When the vehicle returns to the mesh network, the updated bank account information is flashed back across the mesh network so that each node now reflects the accurate information that corresponds to the transaction history.
4 Particle Xenon devices
1 wi-fi enabled Particle Argon device
2 IFTTT Applets to listen to transactions/ledger updates
Origami Studio (prototyping tool)
Origami Live (app for showing Mesh’s chat interface)
Google Spreadsheets (to represent the shared ledger)
In order to communicate the proposed system, we printed out a huge map of Maine and set up a mesh network out of Particle Xenon microprocessors that were able to communicate with each other and also with our offline messenger app, Mesh.
We used a remote control car (which we outfitted with some USPS branding) to simulate the utility vehicle that enters and exits the low-connectivity area on a regular basis. Red and blue areas simulated low- and high-connectivity areas, respectively.

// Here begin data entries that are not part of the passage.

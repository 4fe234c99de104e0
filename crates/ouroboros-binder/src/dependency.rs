//! Dependency resolution
//!
//! A dependency is any [`Handler`] named by a `Depends` marker. It is compiled
//! with the same binder as a route handler, so its own parameters are bound
//! from the same request. At request time resolution is:
//!
//! 1. look up the request's cache slot (when caching is enabled)
//! 2. otherwise run the dependency's injector and call it
//! 3. store the value in the slot
//!
//! Errors from the dependency's own fields surface unchanged.

use std::fmt;
use std::sync::Arc;

use crate::binder::HandlerMetadata;
use crate::error::ApiResult;
use crate::handler::{BoxFuture, Depends, ExecutionMode, Handler, HandlerId};
use crate::request::Request;
use crate::scope::RequestScope;
use crate::value::Arg;

/// A dependency callable together with its compiled binder
pub struct CompiledDependency {
    handler: Arc<Handler>,
    metadata: HandlerMetadata,
}

impl CompiledDependency {
    pub fn new(handler: Arc<Handler>, metadata: HandlerMetadata) -> Self {
        Self { handler, metadata }
    }

    pub fn handler(&self) -> &Arc<Handler> {
        &self.handler
    }

    pub fn metadata(&self) -> &HandlerMetadata {
        &self.metadata
    }
}

impl fmt::Debug for CompiledDependency {
    fn fmt(&self, f: &mut fmt::Formatter<'_>) -> fmt::Result {
        f.debug_struct("CompiledDependency")
            .field("handler", &self.handler.name())
            .field("pattern", &self.metadata.pattern())
            .finish()
    }
}

/// Compiled dependency marker attached to a field
#[derive(Clone)]
pub struct DependencySpec {
    use_cache: bool,
    compiled: Arc<CompiledDependency>,
}

impl DependencySpec {
    pub fn new(depends: &Depends, compiled: Arc<CompiledDependency>) -> Self {
        Self {
            use_cache: depends.use_cache,
            compiled,
        }
    }

    /// Identity of the callable that actually runs (after overrides)
    pub fn id(&self) -> HandlerId {
        self.compiled.handler.id()
    }

    pub fn name(&self) -> &str {
        self.compiled.handler.name()
    }

    pub fn use_cache(&self) -> bool {
        self.use_cache
    }

    pub fn is_async(&self) -> bool {
        self.compiled.handler.mode() == ExecutionMode::Async
    }

    pub fn compiled(&self) -> &Arc<CompiledDependency> {
        &self.compiled
    }

    /// Resolve the dependency for one request
    pub fn resolve<'a>(&'a self, request: &'a Request, scope: &'a RequestScope) -> BoxFuture<'a, ApiResult<Arg>> {
        Box::pin(async move {
            if !self.use_cache {
                return self.run(request, scope).await;
            }

            let slot = scope.dependency_slot(self.id());
            let value = slot.get_or_try_init(|| self.run(request, scope)).await?;
            Ok(value.clone())
        })
    }

    async fn run(&self, request: &Request, scope: &RequestScope) -> ApiResult<Arg> {
        let args = self.compiled.metadata.injector().inject(request, scope).await?;
        tracing::trace!(dependency = %self.name(), "Resolving dependency");
        self.compiled.handler.call(args).await
    }
}

impl PartialEq for DependencySpec {
    fn eq(&self, other: &Self) -> bool {
        self.id() == other.id() && self.use_cache == other.use_cache
    }
}

impl fmt::Debug for DependencySpec {
    fn fmt(&self, f: &mut fmt::Formatter<'_>) -> fmt::Result {
        f.debug_struct("DependencySpec")
            .field("handler", &self.name())
            .field("use_cache", &self.use_cache)
            .finish()
    }
}

#[cfg(test)]
mod tests {
    use super::*;
    use crate::binder::compile_binder;
    use crate::handler::Param;
    use crate::http::HttpMethod;
    use crate::request::RequestParts;
    use crate::types::Annotation;
    use crate::value::Value;
    use std::sync::atomic::{AtomicUsize, Ordering};

    fn counting_dependency(calls: Arc<AtomicUsize>) -> Arc<Handler> {
        Handler::builder("counter").build_async(move |_| {
            let calls = Arc::clone(&calls);
            async move {
                let n = calls.fetch_add(1, Ordering::SeqCst) as i64;
                Ok(Arg::Value(Value::Int(n)))
            }
        })
    }

    fn dependency_spec(handler: &Arc<Handler>, depends: Depends) -> DependencySpec {
        let consumer = Handler::builder("consumer")
            .param(Param::dependency("value", depends))
            .build_async(|_| async { Ok(Arg::Value(Value::Null)) });
        let metadata = compile_binder(&consumer, HttpMethod::Get, "/").unwrap();
        let spec = metadata.fields()[0].dependency().unwrap().clone();
        assert_eq!(spec.id(), handler.id());
        spec
    }

    #[tokio::test]
    async fn test_cached_resolution_runs_once() {
        let calls = Arc::new(AtomicUsize::new(0));
        let handler = counting_dependency(calls.clone());
        let spec = dependency_spec(&handler, Depends::new(&handler));

        let request = Request::new(RequestParts::new(HttpMethod::Get, "/"));
        let scope = RequestScope::new();
        assert_eq!(spec.resolve(&request, &scope).await.unwrap(), Arg::Value(Value::Int(0)));
        assert_eq!(spec.resolve(&request, &scope).await.unwrap(), Arg::Value(Value::Int(0)));
        assert_eq!(calls.load(Ordering::SeqCst), 1);

        // cache is per request
        let scope = RequestScope::new();
        assert_eq!(spec.resolve(&request, &scope).await.unwrap(), Arg::Value(Value::Int(1)));
    }

    #[tokio::test]
    async fn test_no_cache_runs_every_time() {
        let calls = Arc::new(AtomicUsize::new(0));
        let handler = counting_dependency(calls.clone());
        let spec = dependency_spec(&handler, Depends::new(&handler).no_cache());

        let request = Request::new(RequestParts::new(HttpMethod::Get, "/"));
        let scope = RequestScope::new();
        spec.resolve(&request, &scope).await.unwrap();
        spec.resolve(&request, &scope).await.unwrap();
        assert_eq!(calls.load(Ordering::SeqCst), 2);
        assert!(scope.cached_dependency(spec.id()).is_none());
    }

    #[tokio::test]
    async fn test_dependency_field_errors_propagate() {
        let token = Handler::builder("token")
            .param(Param::new("x_token", Annotation::string()).header())
            .build_async(|args| async move { Ok(args.get("x_token").cloned().unwrap_or(Arg::Value(Value::Null))) });
        let spec = dependency_spec(&token, Depends::new(&token));

        let request = Request::new(RequestParts::new(HttpMethod::Get, "/"));
        let scope = RequestScope::new();
        let error = spec.resolve(&request, &scope).await.unwrap_err();
        let errors = error.validation_errors().unwrap();
        assert_eq!(errors.errors[0].location, "header");
        assert_eq!(errors.errors[0].field, "x-token");

        let request = Request::new(RequestParts::new(HttpMethod::Get, "/").with_header("X-Token", "abc"));
        let scope = RequestScope::new();
        assert_eq!(spec.resolve(&request, &scope).await.unwrap(), Arg::Value(Value::from("abc")));
    }
}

Mesh networks can be powerful tools for connecting communities in ways beyond just messaging. We found that P2P transactions are just one of many applications for mesh networks to relay data to the larger network once connectivity is reached. There's a technological opportunity for these kinds of networks, which are inherently portable, to be set up for not just rural America, but for other low-connectivity scenarios like natural disaster relief areas or refugee camps.
At IDEO, prototypes are seen as the physical embodiment of a question. Throughout this sprint, I learned to adopt this approach through rapid prototyping. I found that the best way to get feedback on a product idea is to put that idea in someone’s hands.